> _Work instructions_
Repeat the records below line by line, exactly, finishing on the line that contains "let mut settings = Settings::default();".

> _Information shown_
*-*-*

//! Shared fixtures for unit tests

use async_trait::async_trait;
use base64::Engine;
use bytes::Bytes;
use httpmock::prelude::*;
use httpmock::Mock;
use lopdf::content::{Content, Operation};
use lopdf::{dictionary, Document, Object, Stream};
use serde_json::{json, Value};
use std::sync::Mutex;

use crate::carrier::{AccessToken, CarrierError, CarrierResult, LabelCarrier};
use crate::config::Settings;
use crate::domain::{AddressInput, LabelFormat, LabelOrder, Mode, ShipmentRequest, ShipmentResult};
use crate::engine::builder::ShipmentBuilder;

pub const SHIPPER_NUMBER: &str = "1Y703V";
pub const TOKEN_PATH: &str = "/security/v1/oauth/token";
pub const SHIP_PATH: &str = "/api/shipments/v1/ship";

/// Settings pointing the carrier at `base_url`
pub fn settings(base_url: &str) -> Settings {
    let mut settings = Settings::default();
    settings.carrier.base_url = Some(base_url.to_string());
    settings.carrier.client_id = "test-client".to_string();
    settings.carrier.client_secret = "test-secret".to_string();
    settings.carrier.timeout_secs = 5;
    settings.carrier.auth_timeout_secs = 5;
    settings.business.shipper_number = SHIPPER_NUMBER.to_string();
    settings
}

/// The Jane Doe order used across tests
pub fn order() -> LabelOrder {
    LabelOrder {
        to: Some(AddressInput {
            name: Some("Jane Doe".to_string()),
            addr1: Some("1 Main St".to_string()),
            city: Some("Phoenix".to_string()),
            state: Some("AZ".to_string()),
            zip: Some("85001".to_string()),
            country: Some("US".to_string()),
            phone: None,
        }),
        ..Default::default()
    }
}

pub fn order_json() -> Value {
    json!({
        "to": {
            "name": "Jane Doe",
            "addr1": "1 Main St",
            "city": "Phoenix",
            "state": "AZ",
            "zip": "85001",
            "country": "US"
        },
        "mode": "return"
    })
}

pub fn shipment_request(mode: Mode) -> ShipmentRequest {
    ShipmentBuilder::new(&settings("http://unused").business)
        .build(&order(), mode)
        .expect("fixture order is valid")
}

/// A small label PDF; MediaBox, Resources and Rotate sit on the page tree
/// root so they have to be inherited
pub fn pdf_label(pages: u32, rotation: Option<i64>) -> Vec<u8> {
    let mut doc = Document::with_version("1.5");
    let pages_id = doc.new_object_id();
    let font_id = doc.add_object(dictionary! {
        "Type" => "Font",
        "Subtype" => "Type1",
        "BaseFont" => "Courier",
    });

    let mut kids = Vec::new();
    for n in 1..=pages {
        let content = Content {
            operations: vec![
                Operation::new("BT", vec![]),
                Operation::new("Tf", vec!["F1".into(), Object::Integer(14)]),
                Operation::new("Td", vec![Object::Integer(20), Object::Integer(200)]),
                Operation::new("Tj", vec![Object::string_literal(format!("PAGE {}", n))]),
                Operation::new("ET", vec![]),
            ],
        };
        let content_id = doc.add_object(Stream::new(dictionary! {}, content.encode().unwrap()));
        let page_id = doc.add_object(dictionary! {
            "Type" => "Page",
            "Parent" => pages_id,
            "Contents" => content_id,
        });
        kids.push(Object::Reference(page_id));
    }

    let mut root = dictionary! {
        "Type" => "Pages",
        "Kids" => kids,
        "Count" => pages as i64,
        "Resources" => dictionary! { "Font" => dictionary! { "F1" => font_id } },
        "MediaBox" => vec![
            Object::Integer(0),
            Object::Integer(0),
            Object::Integer(288),
            Object::Integer(432),
        ],
    };
    if let Some(rotation) = rotation {
        root.set("Rotate", rotation);
    }
    doc.objects.insert(pages_id, Object::Dictionary(root));

    let catalog_id = doc.add_object(dictionary! {
        "Type" => "Catalog",
        "Pages" => pages_id,
    });
    doc.trailer.set("Root", catalog_id);

    let mut out = Vec::new();
    doc.save_to(&mut out).unwrap();
    out
}

pub fn encoded_pdf_label() -> String {
    base64::engine::general_purpose::STANDARD.encode(pdf_label(1, None))
}

/// Wrap one package result in a UPS shipment response
pub fn shipment_response(package: Value) -> Value {
    json!({
        "ShipmentResponse": {
            "Response": { "ResponseStatus": { "Code": "1", "Description": "Success" } },
            "ShipmentResults": {
                "ShipmentIdentificationNumber": "1Z999AA10123456784",
                "PackageResults": package
            }
        }
    })
}

pub async fn mock_token(server: &MockServer) -> Mock<'_> {
    server
        .mock_async(|when, then| {
            when.method(POST).path(TOKEN_PATH);
            then.status(200)
                .json_body(json!({ "access_token": "tok-e2e", "token_type": "Bearer", "expires_in": "14399" }));
        })
        .await
}

pub async fn mock_ship(server: &MockServer) -> Mock<'_> {
    let body = shipment_response(json!({
        "TrackingNumber": "1Z999AA10123456784",
        "ShippingLabel": {
            "ImageFormat": { "Code": "PDF" },
            "GraphicImage": encoded_pdf_label()
        }
    }));
    server
        .mock_async(move |when, then| {
            when.method(POST).path(SHIP_PATH).header("Authorization", "Bearer tok-e2e");
            then.status(200).json_body(body);
        })
        .await
}

/// In-memory carrier that records what it was asked to ship
pub struct FakeCarrier {
    label: Bytes,
    format: LabelFormat,
    failure: Option<(u16, String)>,
    requests: Mutex<Vec<ShipmentRequest>>,
}

impl FakeCarrier {
    pub fn pdf() -> Self {
        Self::with_label(Bytes::from(pdf_label(1, None)), LabelFormat::Pdf)
    }

    pub fn with_label(label: Bytes, format: LabelFormat) -> Self {
        FakeCarrier {
            label,
            format,
            failure: None,
            requests: Mutex::new(Vec::new()),
        }
    }

    pub fn failing(status: u16, body: &str) -> Self {
        FakeCarrier {
            failure: Some((status, body.to_string())),
            ..Self::pdf()
        }
    }

    pub fn requests(&self) -> Vec<ShipmentRequest> {
        self.requests.lock().unwrap().clone()
    }
}

#[async_trait]
impl LabelCarrier for FakeCarrier {
    fn code(&self) -> &'static str {
        "fake"
    }

    fn base_url(&self) -> &str {
        "memory://fake"
    }

    async fn access_token(&self) -> CarrierResult<AccessToken> {
        Ok(AccessToken {
            token: "fake-token-value".to_string(),
            ttl_seconds: 3600,
        })
    }

    async fn create_shipment(&self, request: &ShipmentRequest) -> CarrierResult<ShipmentResult> {
        self.requests.lock().unwrap().push(request.clone());
        if let Some((status, body)) = &self.failure {
            return Err(CarrierError::Api {
                status: *status,
                body: body.clone(),
            });
        }
        Ok(ShipmentResult {
            tracking_number: Some("1ZFAKE0001".to_string()),
            label: self.label.clone(),
            format: self.format,
        })
    }
}

/// Application state backed by a real UPS client pointed at `base_url`
pub fn app_state(base_url: &str) -> actix_web::web::Data<crate::AppState> {
    let settings = settings(base_url);
    let carrier = crate::carrier::UpsCarrier::new(&settings.carrier).expect("client builds");
    actix_web::web::Data::new(crate::AppState {
        labels: crate::engine::LabelService::new(std::sync::Arc::new(carrier), &settings),
        settings,
    })
}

*-*-*

> _Task result_
//! Shared fixtures for unit tests

use async_trait::async_trait;
use base64::Engine;
use bytes::Bytes;
use httpmock::prelude::*;
use httpmock::Mock;
use lopdf::content::{Content, Operation};
use lopdf::{dictionary, Document, Object, Stream};
use serde_json::{json, Value};
use std::sync::Mutex;

use crate::carrier::{AccessToken, CarrierError, CarrierResult, LabelCarrier};
use crate::config::Settings;
use crate::domain::{AddressInput, LabelFormat, LabelOrder, Mode, ShipmentRequest, ShipmentResult};
use crate::engine::builder::ShipmentBuilder;

pub const SHIPPER_NUMBER: &str = "1Y703V";
pub const TOKEN_PATH: &str = "/security/v1/oauth/token";
pub const SHIP_PATH: &str = "/api/shipments/v1/ship";

/// Settings pointing the carrier at `base_url`
pub fn settings(base_url: &str) -> Settings {
    let mut settings = Settings::default();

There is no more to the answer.